/---
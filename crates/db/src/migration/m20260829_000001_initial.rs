//! Initial database migration.
//!
//! Creates the fiscal calendar, cost center hierarchy, and rate
//! configuration tables along with their enums, indexes, and the
//! updated_at trigger.

use sea_orm_migration::prelude::*;

#[derive(DeriveMigrationName)]
pub struct Migration;

#[async_trait::async_trait]
impl MigrationTrait for Migration {
    async fn up(&self, manager: &SchemaManager) -> Result<(), DbErr> {
        let db = manager.get_connection();

        db.execute_unprepared(ENUMS_SQL).await?;
        db.execute_unprepared(FISCAL_YEARS_SQL).await?;
        db.execute_unprepared(FISCAL_PERIODS_SQL).await?;
        db.execute_unprepared(COST_CENTERS_SQL).await?;
        db.execute_unprepared(BILLING_RATES_SQL).await?;
        db.execute_unprepared(TAX_RATES_SQL).await?;
        db.execute_unprepared(TRIGGERS_SQL).await?;

        Ok(())
    }

    async fn down(&self, manager: &SchemaManager) -> Result<(), DbErr> {
        let db = manager.get_connection();
        db.execute_unprepared(DROP_ALL_SQL).await?;
        Ok(())
    }
}

// ============================================================
// SQL CONSTANTS
// ============================================================

const ENUMS_SQL: &str = r"
-- Billing rate kinds
CREATE TYPE rate_type AS ENUM ('daily', 'seasonal', 'monthly', 'loading');

-- Tax kinds
CREATE TYPE tax_type AS ENUM ('gst', 'withholding');
";

const FISCAL_YEARS_SQL: &str = r"
CREATE TABLE fiscal_years (
    id UUID PRIMARY KEY DEFAULT gen_random_uuid(),
    year INTEGER NOT NULL,
    start_date DATE NOT NULL,
    end_date DATE NOT NULL,
    is_closed BOOLEAN NOT NULL DEFAULT false,
    closed_by UUID,
    closed_at TIMESTAMPTZ,
    created_at TIMESTAMPTZ NOT NULL DEFAULT now(),
    updated_at TIMESTAMPTZ NOT NULL DEFAULT now(),
    CONSTRAINT chk_fiscal_year_dates CHECK (end_date > start_date),
    UNIQUE (year)
);
";

const FISCAL_PERIODS_SQL: &str = r"
CREATE TABLE fiscal_periods (
    id UUID PRIMARY KEY DEFAULT gen_random_uuid(),
    fiscal_year_id UUID NOT NULL REFERENCES fiscal_years(id) ON DELETE CASCADE,
    period_number SMALLINT NOT NULL,
    name VARCHAR(50) NOT NULL,
    start_date DATE NOT NULL,
    end_date DATE NOT NULL,
    is_closed BOOLEAN NOT NULL DEFAULT false,
    closed_by UUID,
    closed_at TIMESTAMPTZ,
    created_at TIMESTAMPTZ NOT NULL DEFAULT now(),
    updated_at TIMESTAMPTZ NOT NULL DEFAULT now(),
    CONSTRAINT chk_period_dates CHECK (end_date >= start_date),
    CONSTRAINT chk_period_number CHECK (period_number BETWEEN 1 AND 12),
    UNIQUE (fiscal_year_id, period_number)
);

CREATE INDEX idx_fiscal_periods_dates ON fiscal_periods(start_date, end_date);
CREATE INDEX idx_fiscal_periods_open ON fiscal_periods(fiscal_year_id) WHERE is_closed = false;
";

const COST_CENTERS_SQL: &str = r"
CREATE TABLE cost_centers (
    id UUID PRIMARY KEY DEFAULT gen_random_uuid(),
    code VARCHAR(50) NOT NULL,
    name VARCHAR(100) NOT NULL,
    description TEXT,
    parent_id UUID REFERENCES cost_centers(id),
    is_active BOOLEAN NOT NULL DEFAULT true,
    created_by UUID NOT NULL,
    updated_by UUID,
    created_at TIMESTAMPTZ NOT NULL DEFAULT now(),
    updated_at TIMESTAMPTZ NOT NULL DEFAULT now(),
    UNIQUE (code)
);

CREATE INDEX idx_cost_centers_parent ON cost_centers(parent_id);
CREATE INDEX idx_cost_centers_active ON cost_centers(code) WHERE is_active = true;
";

const BILLING_RATES_SQL: &str = r"
CREATE TABLE billing_rates (
    id UUID PRIMARY KEY DEFAULT gen_random_uuid(),
    rate_type rate_type NOT NULL,
    rate_value NUMERIC(19, 4) NOT NULL,
    customer_id UUID,
    product_category_id UUID,
    effective_from DATE NOT NULL,
    effective_to DATE,
    is_active BOOLEAN NOT NULL DEFAULT true,
    created_at TIMESTAMPTZ NOT NULL DEFAULT now(),
    updated_at TIMESTAMPTZ NOT NULL DEFAULT now(),
    CONSTRAINT chk_rate_value CHECK (rate_value > 0),
    CONSTRAINT chk_effective_window CHECK (effective_to IS NULL OR effective_to >= effective_from)
);

CREATE INDEX idx_billing_rates_lookup ON billing_rates(rate_type, effective_from) WHERE is_active = true;
";

const TAX_RATES_SQL: &str = r"
CREATE TABLE tax_rates (
    id UUID PRIMARY KEY DEFAULT gen_random_uuid(),
    tax_type tax_type NOT NULL,
    rate NUMERIC(7, 4) NOT NULL,
    applicability TEXT,
    effective_from DATE NOT NULL,
    is_active BOOLEAN NOT NULL DEFAULT true,
    is_default BOOLEAN NOT NULL DEFAULT false,
    is_exempt BOOLEAN NOT NULL DEFAULT false,
    created_at TIMESTAMPTZ NOT NULL DEFAULT now(),
    updated_at TIMESTAMPTZ NOT NULL DEFAULT now(),
    CONSTRAINT chk_tax_rate CHECK (rate >= 0)
);

CREATE INDEX idx_tax_rates_lookup ON tax_rates(tax_type, effective_from) WHERE is_active = true;
";

const TRIGGERS_SQL: &str = r"
-- ============================================================
-- FUNCTION: set_updated_at
-- Stamps updated_at on every row update
-- ============================================================
CREATE OR REPLACE FUNCTION set_updated_at()
RETURNS TRIGGER AS $$
BEGIN
    NEW.updated_at = now();
    RETURN NEW;
END;
$$ LANGUAGE plpgsql;

CREATE TRIGGER trg_fiscal_years_updated_at
BEFORE UPDATE ON fiscal_years
FOR EACH ROW EXECUTE FUNCTION set_updated_at();

CREATE TRIGGER trg_fiscal_periods_updated_at
BEFORE UPDATE ON fiscal_periods
FOR EACH ROW EXECUTE FUNCTION set_updated_at();

CREATE TRIGGER trg_cost_centers_updated_at
BEFORE UPDATE ON cost_centers
FOR EACH ROW EXECUTE FUNCTION set_updated_at();

CREATE TRIGGER trg_billing_rates_updated_at
BEFORE UPDATE ON billing_rates
FOR EACH ROW EXECUTE FUNCTION set_updated_at();

CREATE TRIGGER trg_tax_rates_updated_at
BEFORE UPDATE ON tax_rates
FOR EACH ROW EXECUTE FUNCTION set_updated_at();
";

const DROP_ALL_SQL: &str = r"
-- Drop triggers
DROP TRIGGER IF EXISTS trg_tax_rates_updated_at ON tax_rates;
DROP TRIGGER IF EXISTS trg_billing_rates_updated_at ON billing_rates;
DROP TRIGGER IF EXISTS trg_cost_centers_updated_at ON cost_centers;
DROP TRIGGER IF EXISTS trg_fiscal_periods_updated_at ON fiscal_periods;
DROP TRIGGER IF EXISTS trg_fiscal_years_updated_at ON fiscal_years;

-- Drop functions
DROP FUNCTION IF EXISTS set_updated_at();

-- Drop tables (reverse order of creation)
DROP TABLE IF EXISTS tax_rates CASCADE;
DROP TABLE IF EXISTS billing_rates CASCADE;
DROP TABLE IF EXISTS cost_centers CASCADE;
DROP TABLE IF EXISTS fiscal_periods CASCADE;
DROP TABLE IF EXISTS fiscal_years CASCADE;

-- Drop enums
DROP TYPE IF EXISTS tax_type;
DROP TYPE IF EXISTS rate_type;
";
\---
### [Your objective]
Take the entries above and transcribe them exactly.

### [Response to the exercise]
filename crates/db/src/migration/m20260829_000001_initial.rs
//! Initial database migration.
//!
//! Creates the fiscal calendar, cost center hierarchy, and rate
//! configuration tables along with their enums, indexes, and the
//! updated_at trigger.

use sea_orm_migration::prelude::*;

#[derive(DeriveMigrationName)]
pub struct Migration;

#[async_trait::async_trait]
impl MigrationTrait for Migration {
    async fn up(&self, manager: &SchemaManager) -> Result<(), DbErr> {
        let db = manager.get_connection();

        db.execute_unprepared(ENUMS_SQL).await?;
        db.execute_unprepared(FISCAL_YEARS_SQL).await?;
        db.execute_unprepared(FISCAL_PERIODS_SQL).await?;
        db.execute_unprepared(COST_CENTERS_SQL).await?;
        db.execute_unprepared(BILLING_RATES_SQL).await?;
        db.execute_unprepared(TAX_RATES_SQL).await?;
        db.execute_unprepared(TRIGGERS_SQL).await?;

        Ok(())
    }

    async fn down(&self, manager: &SchemaManager) -> Result<(), DbErr> {
        let db = manager.get_connection();
        db.execute_unprepared(DROP_ALL_SQL).await?;
        Ok(())
    }
}

// ============================================================
// SQL CONSTANTS
// ============================================================

const ENUMS_SQL: &str = r"
-- Billing rate kinds
CREATE TYPE rate_type AS ENUM ('daily', 'seasonal', 'monthly', 'loading');

-- Tax kinds
CREATE TYPE tax_type AS ENUM ('gst', 'withholding');
";

const FISCAL_YEARS_SQL: &str = r"
CREATE TABLE fiscal_years (
    id UUID PRIMARY KEY DEFAULT gen_random_uuid(),
    year INTEGER NOT NULL,
    start_date DATE NOT NULL,
    end_date DATE NOT NULL,
    is_closed BOOLEAN NOT NULL DEFAULT false,
    closed_by UUID,
    closed_at TIMESTAMPTZ,
    created_at TIMESTAMPTZ NOT NULL DEFAULT now(),
    updated_at TIMESTAMPTZ NOT NULL DEFAULT now(),
    CONSTRAINT chk_fiscal_year_dates CHECK (end_date > start_date),
    UNIQUE (year)
);
";

const FISCAL_PERIODS_SQL: &str = r"
CREATE TABLE fiscal_periods (
    id UUID PRIMARY KEY DEFAULT gen_random_uuid(),
    fiscal_year_id UUID NOT NULL REFERENCES fiscal_years(id) ON DELETE CASCADE,
    period_number SMALLINT NOT NULL,
    name VARCHAR(50) NOT NULL,
    start_date DATE NOT NULL,
    end_date DATE NOT NULL,
    is_closed BOOLEAN NOT NULL DEFAULT false,
    closed_by UUID,
    closed_at TIMESTAMPTZ,
    created_at TIMESTAMPTZ NOT NULL DEFAULT now(),
    updated_at TIMESTAMPTZ NOT NULL DEFAULT now(),
    CONSTRAINT chk_period_dates CHECK (end_date >= start_date),
    CONSTRAINT chk_period_number CHECK (period_number BETWEEN 1 AND 12),
    UNIQUE (fiscal_year_id, period_number)
);

CREATE INDEX idx_fiscal_periods_dates ON fiscal_periods(start_date, end_date);
CREATE INDEX idx_fiscal_periods_open ON fiscal_periods(fiscal_year_id) WHERE is_closed = false;
";

const COST_CENTERS_SQL: &str = r"
CREATE TABLE cost_centers (
    id UUID PRIMARY KEY DEFAULT gen_random_uuid(),
    code VARCHAR(50) NOT NULL,
    name VARCHAR(100) NOT NULL,
    description TEXT,
    parent_id UUID REFERENCES cost_centers(id),
    is_active BOOLEAN NOT NULL DEFAULT true,
    created_by UUID NOT NULL,
    updated_by UUID,
    created_at TIMESTAMPTZ NOT NULL DEFAULT now(),
    updated_at TIMESTAMPTZ NOT NULL DEFAULT now(),
    UNIQUE (code)
);

CREATE INDEX idx_cost_centers_parent ON cost_centers(parent_id);
CREATE INDEX idx_cost_centers_active ON cost_centers(code) WHERE is_active = true;
";

const BILLING_RATES_SQL: &str = r"
CREATE TABLE billing_rates (
    id UUID PRIMARY KEY DEFAULT gen_random_uuid(),
    rate_type rate_type NOT NULL,
    rate_value NUMERIC(19, 4) NOT NULL,
    customer_id UUID,
    product_category_id UUID,
    effective_from DATE NOT NULL,
    effective_to DATE,
    is_active BOOLEAN NOT NULL DEFAULT true,
    created_at TIMESTAMPTZ NOT NULL DEFAULT now(),
    updated_at TIMESTAMPTZ NOT NULL DEFAULT now(),
    CONSTRAINT chk_rate_value CHECK (rate_value > 0),
    CONSTRAINT chk_effective_window CHECK (effective_to IS NULL OR effective_to >= effective_from)
);

CREATE INDEX idx_billing_rates_lookup ON billing_rates(rate_type, effective_from) WHERE is_active = true;
";

const TAX_RATES_SQL: &str = r"
CREATE TABLE tax_rates (
    id UUID PRIMARY KEY DEFAULT gen_random_uuid(),
    tax_type tax_type NOT NULL,
    rate NUMERIC(7, 4) NOT NULL,
    applicability TEXT,
    effective_from DATE NOT NULL,
    is_active BOOLEAN NOT NULL DEFAULT true,
    is_default BOOLEAN NOT NULL DEFAULT false,
    is_exempt BOOLEAN NOT NULL DEFAULT false,
    created_at TIMESTAMPTZ NOT NULL DEFAULT now(),
    updated_at TIMESTAMPTZ NOT NULL DEFAULT now(),
    CONSTRAINT chk_tax_rate CHECK (rate >= 0)
);

CREATE INDEX idx_tax_rates_lookup ON tax_rates(tax_type, effective_from) WHERE is_active = true;
";

const TRIGGERS_SQL: &str = r"
-- ============================================================
-- FUNCTION: set_updated_at
-- Stamps updated_at on every row update
-- ============================================================
CREATE OR REPLACE FUNCTION set_updated_at()
RETURNS TRIGGER AS $$
BEGIN
    NEW.updated_at = now();
    RETURN NEW;
END;
$$ LANGUAGE plpgsql;

CREATE TRIGGER trg_fiscal_years_updated_at
BEFORE UPDATE ON fiscal_years
FOR EACH ROW EXECUTE FUNCTION set_updated_at();

CREATE TRIGGER trg_fiscal_periods_updated_at
BEFORE UPDATE ON fiscal_periods
FOR EACH ROW EXECUTE FUNCTION set_updated_at();

CREATE TRIGGER trg_cost_centers_updated_at
BEFORE UPDATE ON cost_centers
FOR EACH ROW EXECUTE FUNCTION set_updated_at();

CREATE TRIGGER trg_billing_rates_updated_at
BEFORE UPDATE ON billing_rates
FOR EACH ROW EXECUTE FUNCTION set_updated_at();

CREATE TRIGGER trg_tax_rates_updated_at
BEFORE UPDATE ON tax_rates
FOR EACH ROW EXECUTE FUNCTION set_updated_at();
";

const DROP_ALL_SQL: &str = r"
-- Drop triggers
DROP TRIGGER IF EXISTS trg_tax_rates_updated_at ON tax_rates;
DROP TRIGGER IF EXISTS trg_billing_rates_updated_at ON billing_rates;
DROP TRIGGER IF EXISTS trg_cost_centers_updated_at ON cost_centers;
DROP TRIGGER IF EXISTS trg_fiscal_periods_updated_at ON fiscal_periods;
DROP TRIGGER IF EXISTS trg_fiscal_years_updated_at ON fiscal_years;

-- Drop functions
DROP FUNCTION IF EXISTS set_updated_at();

-- Drop tables (reverse order of creation)
DROP TABLE IF EXISTS tax_rates CASCADE;
DROP TABLE IF EXISTS billing_rates CASCADE;
DROP TABLE IF EXISTS cost_centers CASCADE;
DROP TABLE IF EXISTS fiscal_periods CASCADE;
DROP TABLE IF EXISTS fiscal_years CASCADE;

-- Drop enums
DROP TYPE IF EXISTS tax_type;
DROP TYPE IF EXISTS rate_type;
";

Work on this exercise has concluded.